EXTRACTED MATERIAL: Begin
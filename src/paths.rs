use anyhow::{Context, Result};
use std::path::{Path, PathBuf};

/// Directory name under the platform config/data roots
const APP_DIR: &str = "framecache";

/// Files that make the current directory count as a local config dir
const LOCAL_MARKERS: [&str; 2] = ["framecache.json", "framecache.log"];

/// Configuration for overriding default application paths
#[derive(Debug, Clone, Default)]
pub struct PathConfig {
    /// Custom config directory (from CLI or ENV)
    pub config_dir: Option<PathBuf>,
}

impl PathConfig {
    /// Create PathConfig from CLI arguments and environment variables
    ///
    /// Priority: CLI args → ENV var (FRAMECACHE_CONFIG_DIR) → None (use defaults)
    pub fn from_env_and_cli(cli_dir: Option<PathBuf>) -> Self {
        let config_dir = cli_dir.or_else(|| std::env::var("FRAMECACHE_CONFIG_DIR").ok().map(PathBuf::from));

        Self { config_dir }
    }
}

/// Get path to a configuration file
///
/// Priority:
/// 1. CLI --config-dir argument
/// 2. FRAMECACHE_CONFIG_DIR environment variable
/// 3. Local folder IF framecache.json or framecache.log exists there
/// 4. Platform-specific config directory from dirs-next (default)
///
/// Platform paths:
/// - Linux: ~/.config/framecache/{name}
/// - macOS: ~/Library/Application Support/framecache/{name}
/// - Windows: %APPDATA%\framecache\{name}
pub fn config_file(name: &str, config: &PathConfig) -> PathBuf {
    get_config_dir(config).join(name)
}

/// Get path to a data file (logs, stats dumps)
///
/// Same priority as `config_file`, falling back to the platform data
/// directory (~/.local/share/framecache on Linux).
pub fn data_file(name: &str, config: &PathConfig) -> PathBuf {
    get_data_dir(config).join(name)
}

/// Ensure that configuration and data directories exist
pub fn ensure_dirs(config: &PathConfig) -> Result<()> {
    let config_dir = get_config_dir(config);
    let data_dir = get_data_dir(config);

    if !config_dir.exists() {
        std::fs::create_dir_all(&config_dir)
            .with_context(|| format!("Failed to create config directory: {}", config_dir.display()))?;
    }

    // Only create data_dir if it's different from config_dir
    if data_dir != config_dir && !data_dir.exists() {
        std::fs::create_dir_all(&data_dir)
            .with_context(|| format!("Failed to create data directory: {}", data_dir.display()))?;
    }

    Ok(())
}

fn has_local_config_files(dir: &Path) -> bool {
    LOCAL_MARKERS.iter().any(|f| dir.join(f).exists())
}

fn resolve_dir(config: &PathConfig, local_dir: Option<PathBuf>, platform_root: Option<PathBuf>) -> PathBuf {
    // Priority 1: Custom directory from CLI or ENV
    if let Some(dir) = &config.config_dir {
        return dir.clone();
    }

    // Priority 2: Local folder IF config files exist there
    if let Some(dir) = local_dir
        && has_local_config_files(&dir)
    {
        return dir;
    }

    // Priority 3: Platform-specific directory
    if let Some(root) = platform_root {
        return root.join(APP_DIR);
    }

    PathBuf::from(".")
}

fn get_config_dir(config: &PathConfig) -> PathBuf {
    resolve_dir(config, std::env::current_dir().ok(), dirs_next::config_dir())
}

fn get_data_dir(config: &PathConfig) -> PathBuf {
    resolve_dir(config, std::env::current_dir().ok(), dirs_next::data_dir())
}

#[cfg(test)]
mod tests {
    use super::*;

    #[test]
    fn test_config_file_with_custom_dir() {
        let config = PathConfig {
            config_dir: Some(PathBuf::from("/custom")),
        };

        assert_eq!(config_file("framecache.json", &config), PathBuf::from("/custom/framecache.json"));
        assert_eq!(data_file("framecache.log", &config), PathBuf::from("/custom/framecache.log"));
    }

    #[test]
    fn test_platform_root_used_without_overrides() {
        let config = PathConfig::default();
        let dir = resolve_dir(&config, None, Some(PathBuf::from("/home/u/.config")));
        assert_eq!(dir, PathBuf::from("/home/u/.config/framecache"));

        assert_eq!(resolve_dir(&config, None, None), PathBuf::from("."));
    }

    #[test]
    fn test_local_files_priority() {
        use std::fs;

        let temp_dir = std::env::temp_dir().join(format!("framecache-paths-{}", uuid::Uuid::new_v4()));
        fs::create_dir_all(&temp_dir).unwrap();
        let config = PathConfig::default();
        let platform = Some(PathBuf::from("/platform"));

        // No local files: platform default
        let dir = resolve_dir(&config, Some(temp_dir.clone()), platform.clone());
        assert_eq!(dir, PathBuf::from("/platform/framecache"));

        // Local config file present: current directory wins
        fs::write(temp_dir.join("framecache.json"), "{}").unwrap();
        let dir = resolve_dir(&config, Some(temp_dir.clone()), platform);
        assert_eq!(dir, temp_dir);

        let _ = fs::remove_dir_all(&temp_dir);
    }

    #[test]
    fn test_ensure_dirs_creates_custom_dir() {
        let temp_dir = std::env::temp_dir().join(format!("framecache-dirs-{}", uuid::Uuid::new_v4()));
        let config = PathConfig {
            config_dir: Some(temp_dir.clone()),
        };

        ensure_dirs(&config).unwrap();
        assert!(temp_dir.is_dir());

        let _ = std::fs::remove_dir_all(&temp_dir);
    }
}
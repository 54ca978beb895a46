//! Peers of a frame cache.
//!
//! The cache only knows these two interfaces; whatever produces and
//! consumes frames implements them.

use std::sync::Arc;

use crate::core::error::FlowError;
use crate::core::event::Event;
use crate::core::store::Entry;

/// Element feeding the cache. Receives range requests (seeks) and any src
/// event the cache does not handle itself.
pub trait Upstream: Send + Sync {
    /// Deliver an event upstream. Must not call back into the cache
    /// synchronously with data; deliver from the upstream's own thread.
    fn send_event(&self, event: Event) -> Result<(), FlowError>;
}

/// Element consuming what the cache serves.
pub trait Downstream: Send + Sync {
    /// Deliver one entry. May block for back-pressure.
    fn push(&self, entry: Entry) -> Result<(), FlowError>;

    /// Deliver a serialized or flush event. Returns false if refused.
    fn push_event(&self, event: Event) -> bool;
}

impl<T: Upstream + ?Sized> Upstream for Arc<T> {
    fn send_event(&self, event: Event) -> Result<(), FlowError> {
        (**self).send_event(event)
    }
}

impl<T: Downstream + ?Sized> Downstream for Arc<T> {
    fn push(&self, entry: Entry) -> Result<(), FlowError> {
        (**self).push(entry)
    }

    fn push_event(&self, event: Event) -> bool {
        (**self).push_event(event)
    }
}
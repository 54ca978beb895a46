//! Nanosecond time values used for timestamps, durations and positions.
//!
//! "Unset" is `Option<ClockTime>::None`, never a sentinel value.

use serde::{Deserialize, Serialize};
use std::fmt;
use std::ops::{Add, AddAssign, Sub};

/// Time value in nanoseconds.
#[derive(Debug, Clone, Copy, PartialEq, Eq, PartialOrd, Ord, Hash, Default, Serialize, Deserialize)]
pub struct ClockTime(u64);

impl ClockTime {
    pub const ZERO: ClockTime = ClockTime(0);
    pub const NSECOND: ClockTime = ClockTime(1);
    pub const MSECOND: ClockTime = ClockTime(1_000_000);
    pub const SECOND: ClockTime = ClockTime(1_000_000_000);
    pub const MAX: ClockTime = ClockTime(u64::MAX);

    pub const fn from_nseconds(ns: u64) -> Self {
        ClockTime(ns)
    }

    pub const fn from_mseconds(ms: u64) -> Self {
        ClockTime(ms.saturating_mul(1_000_000))
    }

    pub const fn from_seconds(s: u64) -> Self {
        ClockTime(s.saturating_mul(1_000_000_000))
    }

    /// Fractional seconds, clamped at zero (CLI input).
    pub fn from_seconds_f64(s: f64) -> Self {
        if s.is_finite() && s > 0.0 {
            ClockTime((s * 1_000_000_000.0).round() as u64)
        } else {
            ClockTime::ZERO
        }
    }

    pub const fn nseconds(self) -> u64 {
        self.0
    }

    pub const fn mseconds(self) -> u64 {
        self.0 / 1_000_000
    }

    pub fn seconds_f64(self) -> f64 {
        self.0 as f64 / 1_000_000_000.0
    }

    pub const fn is_zero(self) -> bool {
        self.0 == 0
    }

    pub const fn saturating_add(self, rhs: ClockTime) -> ClockTime {
        ClockTime(self.0.saturating_add(rhs.0))
    }

    pub const fn saturating_sub(self, rhs: ClockTime) -> ClockTime {
        ClockTime(self.0.saturating_sub(rhs.0))
    }

    pub fn checked_sub(self, rhs: ClockTime) -> Option<ClockTime> {
        self.0.checked_sub(rhs.0).map(ClockTime)
    }
}

// Saturating: timestamps near u64::MAX must not wrap around into the past.
impl Add for ClockTime {
    type Output = ClockTime;
    fn add(self, rhs: ClockTime) -> ClockTime {
        self.saturating_add(rhs)
    }
}

impl AddAssign for ClockTime {
    fn add_assign(&mut self, rhs: ClockTime) {
        *self = self.saturating_add(rhs);
    }
}

impl Sub for ClockTime {
    type Output = ClockTime;
    fn sub(self, rhs: ClockTime) -> ClockTime {
        self.saturating_sub(rhs)
    }
}

impl From<std::time::Duration> for ClockTime {
    fn from(d: std::time::Duration) -> Self {
        ClockTime(u64::try_from(d.as_nanos()).unwrap_or(u64::MAX))
    }
}

impl From<ClockTime> for std::time::Duration {
    fn from(t: ClockTime) -> Self {
        std::time::Duration::from_nanos(t.0)
    }
}

/// `h:mm:ss.nnnnnnnnn`
impl fmt::Display for ClockTime {
    fn fmt(&self, f: &mut fmt::Formatter<'_>) -> fmt::Result {
        let ns = self.0 % 1_000_000_000;
        let total_s = self.0 / 1_000_000_000;
        let h = total_s / 3600;
        let m = (total_s / 60) % 60;
        let s = total_s % 60;
        write!(f, "{}:{:02}:{:02}.{:09}", h, m, s, ns)
    }
}

/// Display helper for optional times (`--:--:--.---------` when unset).
pub struct DisplayOpt(pub Option<ClockTime>);

impl fmt::Display for DisplayOpt {
    fn fmt(&self, f: &mut fmt::Formatter<'_>) -> fmt::Result {
        match self.0 {
            Some(t) => t.fmt(f),
            None => f.write_str("--:--:--.---------"),
        }
    }
}

#[cfg(test)]
mod tests {
    use super::*;

    #[test]
    fn test_display_format() {
        let t = ClockTime::from_seconds(3725) + ClockTime::from_mseconds(5);
        assert_eq!(t.to_string(), "1:02:05.005000000");
        assert_eq!(DisplayOpt(None).to_string(), "--:--:--.---------");
    }

    #[test]
    fn test_saturating_arithmetic() {
        assert_eq!(ClockTime::MAX + ClockTime::SECOND, ClockTime::MAX);
        assert_eq!(ClockTime::ZERO - ClockTime::SECOND, ClockTime::ZERO);
        assert_eq!(ClockTime::ZERO.checked_sub(ClockTime::NSECOND), None);
    }

    #[test]
    fn test_seconds_f64() {
        assert_eq!(ClockTime::from_seconds_f64(1.5), ClockTime::from_mseconds(1500));
        assert_eq!(ClockTime::from_seconds_f64(-2.0), ClockTime::ZERO);
        assert_eq!(ClockTime::from_seconds_f64(f64::NAN), ClockTime::ZERO);
    }
}
//! Typed transit entities built on top of the element store.
//!
//! Entities live in per-kind arenas inside [`Network`] and refer to each
//! other by index. Raw elements are borrowed from the store, never copied.

use crate::config::Mode;
use crate::geo::Coord;
use crate::issues::EntityRef;
use crate::store::{ElementId, ElementStore, Node, Relation, Tags, Way, tag};
use std::collections::BTreeMap;

macro_rules! arena_id {
    ($($name:ident),* $(,)?) => {
        $(
            #[derive(Debug, Clone, Copy, PartialEq, Eq, PartialOrd, Ord, Hash)]
            pub struct $name(pub usize);
        )*
    };
}

arena_id!(
    StationId,
    EntranceId,
    SegmentId,
    RouteId,
    RouteMasterId,
    StopAreaId,
    StopAreaGroupId,
);

#[derive(Debug)]
pub struct Station<'a> {
    pub node: &'a Node,
    pub mode: Mode,
    pub stop_areas: Vec<StopAreaId>,
}

impl<'a> Station<'a> {
    pub fn element(&self) -> ElementId {
        ElementId::node(self.node.id)
    }

    pub fn coord(&self) -> Coord {
        self.node.coord
    }

    pub fn name(&self) -> Option<&'a str> {
        tag(&self.node.tags, "name")
    }
}

#[derive(Debug, Clone, Copy, PartialEq, Eq)]
pub enum EntranceMatch {
    StopArea,
    Distance,
    Orphan,
}

#[derive(Debug)]
pub struct Entrance<'a> {
    pub node: &'a Node,
    pub station: Option<StationId>,
    pub matched_by: EntranceMatch,
}

impl<'a> Entrance<'a> {
    pub fn element(&self) -> ElementId {
        ElementId::node(self.node.id)
    }

    pub fn coord(&self) -> Coord {
        self.node.coord
    }

    pub fn name(&self) -> Option<&'a str> {
        tag(&self.node.tags, "name").or_else(|| tag(&self.node.tags, "ref"))
    }
}

#[derive(Debug)]
pub struct TrackSegment<'a> {
    pub way: &'a Way,
    /// Resolved node positions, in way order.
    pub coords: Vec<Coord>,
    pub mode: Option<Mode>,
}

impl TrackSegment<'_> {
    pub fn element(&self) -> ElementId {
        ElementId::way(self.way.id)
    }

    pub fn endpoints(&self) -> Option<(Coord, Coord)> {
        Some((*self.coords.first()?, *self.coords.last()?))
    }
}

/// One step of a route: a stop at a station or a stretch of track.
#[derive(Debug, Clone, Copy, PartialEq, Eq)]
pub enum RouteMember {
    Stop(StationId),
    Track(SegmentId),
}

#[derive(Debug)]
pub struct Route<'a> {
    pub relation: &'a Relation,
    pub mode: Mode,
    pub circular: bool,
    pub members: Vec<RouteMember>,
    pub master: Option<RouteMasterId>,
}

impl<'a> Route<'a> {
    pub fn element(&self) -> ElementId {
        ElementId::relation(self.relation.id)
    }

    pub fn tag(&self, key: &str) -> Option<&'a str> {
        tag(&self.relation.tags, key)
    }

    /// `ref`, then `name`, then the element id.
    pub fn label(&self) -> String {
        self.tag("ref")
            .or_else(|| self.tag("name"))
            .map(str::to_string)
            .unwrap_or_else(|| self.element().to_string())
    }

    pub fn stops(&self) -> impl Iterator<Item = StationId> + '_ {
        self.members.iter().filter_map(|m| match m {
            RouteMember::Stop(s) => Some(*s),
            RouteMember::Track(_) => None,
        })
    }

    pub fn segments(&self) -> impl Iterator<Item = SegmentId> + '_ {
        self.members.iter().filter_map(|m| match m {
            RouteMember::Track(s) => Some(*s),
            RouteMember::Stop(_) => None,
        })
    }

    pub fn distinct_stops(&self) -> usize {
        let mut stops: Vec<StationId> = self.stops().collect();
        stops.sort();
        stops.dedup();
        stops.len()
    }
}

#[derive(Debug)]
pub struct RouteMaster<'a> {
    pub relation: &'a Relation,
    pub mode: Option<Mode>,
    pub routes: Vec<RouteId>,
}

impl RouteMaster<'_> {
    pub fn element(&self) -> ElementId {
        ElementId::relation(self.relation.id)
    }
}

#[derive(Debug)]
pub struct StopArea<'a> {
    pub relation: &'a Relation,
    pub stations: Vec<StationId>,
    pub entrances: Vec<EntranceId>,
    /// Platforms and stop positions, as raw element ids.
    pub platforms: Vec<ElementId>,
}

impl StopArea<'_> {
    pub fn element(&self) -> ElementId {
        ElementId::relation(self.relation.id)
    }

    pub fn station(&self) -> Option<StationId> {
        self.stations.first().copied()
    }
}

#[derive(Debug)]
pub struct StopAreaGroup<'a> {
    pub relation: &'a Relation,
    /// Stop areas of this group and of every nested group, deduplicated.
    pub stop_areas: Vec<StopAreaId>,
}

impl StopAreaGroup<'_> {
    pub fn element(&self) -> ElementId {
        ElementId::relation(self.relation.id)
    }
}

/// The complete entity graph. Immutable once the builder returns it.
#[derive(Debug)]
pub struct Network<'a> {
    pub store: &'a ElementStore,
    pub stations: Vec<Station<'a>>,
    pub entrances: Vec<Entrance<'a>>,
    pub segments: Vec<TrackSegment<'a>>,
    pub routes: Vec<Route<'a>>,
    pub masters: Vec<RouteMaster<'a>>,
    pub stop_areas: Vec<StopArea<'a>>,
    pub groups: Vec<StopAreaGroup<'a>>,
    /// Station, platform and stop position ids mapped to the stations they serve.
    pub station_index: BTreeMap<ElementId, Vec<StationId>>,
}

impl<'a> Network<'a> {
    pub fn new(store: &'a ElementStore) -> Self {
        Self {
            store,
            stations: Vec::new(),
            entrances: Vec::new(),
            segments: Vec::new(),
            routes: Vec::new(),
            masters: Vec::new(),
            stop_areas: Vec::new(),
            groups: Vec::new(),
            station_index: BTreeMap::new(),
        }
    }

    pub fn station(&self, id: StationId) -> &Station<'a> {
        &self.stations[id.0]
    }

    pub fn entrance(&self, id: EntranceId) -> &Entrance<'a> {
        &self.entrances[id.0]
    }

    pub fn segment(&self, id: SegmentId) -> &TrackSegment<'a> {
        &self.segments[id.0]
    }

    pub fn route(&self, id: RouteId) -> &Route<'a> {
        &self.routes[id.0]
    }

    pub fn element_of(&self, entity: EntityRef) -> ElementId {
        match entity {
            EntityRef::Station(id) => self.station(id).element(),
            EntityRef::Entrance(id) => self.entrance(id).element(),
            EntityRef::Segment(id) => self.segment(id).element(),
            EntityRef::Route(id) => self.route(id).element(),
            EntityRef::RouteMaster(id) => self.masters[id.0].element(),
            EntityRef::StopArea(id) => self.stop_areas[id.0].element(),
            EntityRef::StopAreaGroup(id) => self.groups[id.0].element(),
            EntityRef::Element(el) => el,
        }
    }

    /// Positions contributed by an entity to its system's bounding box.
    pub fn coords_of(&self, entity: EntityRef) -> Vec<Coord> {
        match entity {
            EntityRef::Station(id) => vec![self.station(id).coord()],
            EntityRef::Entrance(id) => vec![self.entrance(id).coord()],
            EntityRef::Segment(id) => self.segment(id).coords.clone(),
            EntityRef::StopArea(id) => self.stop_areas[id.0]
                .platforms
                .iter()
                .filter_map(|p| self.store.center(*p))
                .collect(),
            EntityRef::Route(_)
            | EntityRef::RouteMaster(_)
            | EntityRef::StopAreaGroup(_)
            | EntityRef::Element(_) => Vec::new(),
        }
    }

    pub fn tags_of(&self, entity: EntityRef) -> Option<&'a Tags> {
        self.store.tags(self.element_of(entity))
    }

    /// Short human-readable label used in issue messages.
    pub fn describe(&self, entity: EntityRef) -> String {
        let el = self.element_of(entity);
        let name = self
            .tags_of(entity)
            .and_then(|t| tag(t, "name").or_else(|| tag(t, "ref")));
        match name {
            Some(name) => format!("\"{name}\" ({el})"),
            None => el.to_string(),
        }
    }

    /// Stations served by a station, platform or stop position element.
    pub fn stations_for(&self, element: ElementId) -> &[StationId] {
        self.station_index
            .get(&element)
            .map(Vec::as_slice)
            .unwrap_or(&[])
    }
}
EXTRACTED MATERIAL: End
[WHAT TO PRODUCE]
Copy out each line of the material above that holds the word "RouteId".

[ANSWER TO THIS EXERCISE]
    RouteId,
    pub routes: Vec<RouteId>,
    pub fn route(&self, id: RouteId) -> &Route<'a> {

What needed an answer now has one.